I had a revelation the other night, driving home through the darkened streets of my new Colorado town.
It’s not about me.
Wow. Big shocker and original thought, I know.
I’ve been blessed to meet and get to know some great guys in my twenty-three years. Maybe there is hope yet for our world…But the thing of it is? None of these guys could be my “Mr. Right”. Maybe one of them is. Maybe not.
The more time I spend around the young men that walk across my life, the more God guides me—the more I realize…It’s not all about me.
One of the most passionate posts I have written on my blog was this one: Don’t Ruin My Man.
Don’t intentionally hurt the man I will spend the rest of my life with. I might not have met this man yet, but nothing makes my hackles rise more than knowing some girl willingly strung a guy along, only to hurt his heart because of her own selfish desires.
Not every girl is like that. But sometimes things end badly and my heart breaks for those guys stuck on the other side.
Guys are not fragile creatures. But they do invest so much into wooing a girl. Pursuing her.
As a single girl, I often lose focus and think it’s all about me. What makes me desirable and interesting enough for a guy to know me. But it’s just as much about him too. He’s not a brainless machine aiming to win a girl’s hand so he can move on with life.

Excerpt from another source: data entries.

//! Declarative descriptors for cmdroute command trees.
//!
//! This crate intentionally does **not** depend on the dispatch engine.
//! The descriptors here name handlers, conditions and constructors by string;
//! the engine resolves those names against a catalog when it builds the
//! immutable tree. They are used for:
//! - loading a command tree from a JSON manifest
//! - rendering usage information without building a tree

use serde::{Deserialize, Serialize};

/// Current descriptor format version.
pub const FORMAT_VERSION: u32 = 1;

#[derive(Debug, Clone, Copy, PartialEq, Eq, Serialize, Deserialize, Default)]
#[serde(rename_all = "kebab-case")]
pub enum ParamShapeDescriptor {
    /// Bound from a named token or the next positional token.
    #[default]
    Positional,
    /// Takes every unconsumed token. Must be the last parameter.
    Remainder,
    /// Filled from the caller's resource payload, not from tokens.
    Resource,
    /// Built by a named constructor from its own sub-parameters.
    Composite,
}

#[derive(Debug, Clone, Serialize, Deserialize, Default)]
#[serde(rename_all = "kebab-case")]
pub struct ParamDescriptor {
    pub name: String,
    /// Value type name, e.g. `i32`, `string`, `list<u8>`, `enum:Color`.
    #[serde(rename = "type", default = "default_type")]
    pub value_type: String,
    #[serde(default)]
    pub shape: ParamShapeDescriptor,
    #[serde(default)]
    pub optional: bool,
    #[serde(default)]
    pub collection: bool,
    /// Raw default used when an optional parameter is absent.
    #[serde(default, skip_serializing_if = "Option::is_none")]
    pub default_value: Option<String>,
    /// Join separator for non-collection remainder parameters.
    #[serde(default, skip_serializing_if = "Option::is_none")]
    pub separator: Option<String>,
    /// Constructor name for composite parameters.
    #[serde(default, skip_serializing_if = "Option::is_none")]
    pub constructor: Option<String>,
    #[serde(default, skip_serializing_if = "Vec::is_empty")]
    pub parameters: Vec<ParamDescriptor>,
    #[serde(default, skip_serializing_if = "String::is_empty")]
    pub help: String,
}

fn default_type() -> String {
    "string".to_string()
}

#[derive(Debug, Clone, Serialize, Deserialize, Default)]
#[serde(rename_all = "kebab-case")]
pub struct CommandDescriptor {
    /// Empty inside a group declares the group's default command.
    #[serde(default, skip_serializing_if = "Vec::is_empty")]
    pub aliases: Vec<String>,
    /// Handler name resolved against the catalog.
    pub handler: String,
    #[serde(default, skip_serializing_if = "String::is_empty")]
    pub summary: String,
    #[serde(default, skip_serializing_if = "Vec::is_empty")]
    pub parameters: Vec<ParamDescriptor>,
    #[serde(default, skip_serializing_if = "Vec::is_empty")]
    pub conditions: Vec<String>,
}

#[derive(Debug, Clone, Serialize, Deserialize, Default)]
#[serde(rename_all = "kebab-case")]
pub struct GroupDescriptor {
    pub aliases: Vec<String>,
    #[serde(default, skip_serializing_if = "String::is_empty")]
    pub summary: String,
    #[serde(default, skip_serializing_if = "Vec::is_empty")]
    pub conditions: Vec<String>,
    #[serde(default, skip_serializing_if = "Vec::is_empty")]
    pub children: Vec<NodeDescriptor>,
}

#[derive(Debug, Clone, Serialize, Deserialize)]
#[serde(tag = "kind", rename_all = "kebab-case")]
pub enum NodeDescriptor {
    Group(GroupDescriptor),
    Command(CommandDescriptor),
}

impl NodeDescriptor {
    pub fn aliases(&self) -> &[String] {
        match self {
            Self::Group(g) => g.aliases.as_slice(),
            Self::Command(c) => c.aliases.as_slice(),
        }
    }
}

/// JSON payload describing a whole tree.
#[derive(Debug, Clone, Serialize, Deserialize)]
#[serde(rename_all = "kebab-case")]
pub struct TreeDescriptor {
    pub format_version: u32,
    #[serde(default, skip_serializing_if = "Vec::is_empty")]
    pub nodes: Vec<NodeDescriptor>,
}

impl Default for TreeDescriptor {
    fn default() -> Self {
        Self::new(Vec::new())
    }
}

impl TreeDescriptor {
    pub fn new(nodes: Vec<NodeDescriptor>) -> Self {
        Self {
            format_version: FORMAT_VERSION,
            nodes,
        }
    }

    pub fn from_json(bytes: &[u8]) -> Result<Self, serde_json::Error> {
        serde_json::from_slice(bytes)
    }

    /// Encode as pretty JSON.
    pub fn to_json_pretty(&self) -> String {
        serde_json::to_string_pretty(self).unwrap_or_default()
    }

    /// Every command with its alias path, in pre-order.
    pub fn commands(&self) -> Vec<(Vec<String>, &CommandDescriptor)> {
        fn walk<'a>(
            nodes: &'a [NodeDescriptor],
            prefix: &mut Vec<String>,
            out: &mut Vec<(Vec<String>, &'a CommandDescriptor)>,
        ) {
            for node in nodes {
                match node {
                    NodeDescriptor::Group(g) => {
                        prefix.push(g.aliases.first().cloned().unwrap_or_default());
                        walk(&g.children, prefix, out);
                        prefix.pop();
                    }
                    NodeDescriptor::Command(c) => {
                        let mut path = prefix.clone();
                        if let Some(first) = c.aliases.first() {
                            path.push(first.clone());
                        }
                        out.push((path, c));
                    }
                }
            }
        }

        let mut out = Vec::new();
        walk(&self.nodes, &mut Vec::new(), &mut out);
        out
    }
}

He’s putting his heart on the line, just as much as I am. And we forget that. We forget that guys are just as wounded when things end badly. They have desires and dreams too—desires and dreams they want us to fit into.
I’ve watched man after man walk into my life, in some way, aching from the painful breakup or relationship in his past. And I hurt for him.
I hurt for the pain he had to endure. For the way his heart was handed back to him.
And I realized in this not being all about me and what I want in Mr. Right—maybe he needs to see beyond the pain to a girl with a heart purely chasing after God. Maybe he needs to see that there is more to the girls of this world than the one that hurt him, and he can be valued and treasured just as highly as we want to be.
Truthfully: this is the hardest thing I have ever done.
Because it means setting aside my desires and attractions for the sake of showing a Christian love to the young men I interact with.
So I’m praying for his wife.
And she might not be me.
But one I thing I do know: she will be an incredibly blessed woman. And I’m praying that when he finds her, she will change his life in ways he never would have expected.
Every time I have been caught up in a crush, flirtation entanglement and desires overwhelming my heart, but am never sure if they are being returned or noticed—I stop. I give his wife and that future over to God.
Because I would want another girl doing the same for me.
We don’t know the lives that touch our future spouse until we arrive in each other’s lives. I don’t want to be one of those people who hurts someone, even unintentionally.
So I’m praying for his wife.
That she will be worthy and realize the treasure she will find.
Even if she isn’t me.
Especially if she isn’t me.
When I do this, my entire perspective changes and God’s peace breathes over my soul.
It’s not about me. It’s not about impressing him. Or getting his attention. It’s about shining God’s love into a heart that has been hurt. Because we all have in some way. So I’m praying my life will encourage and uplift his. Because really, what else is more important than that?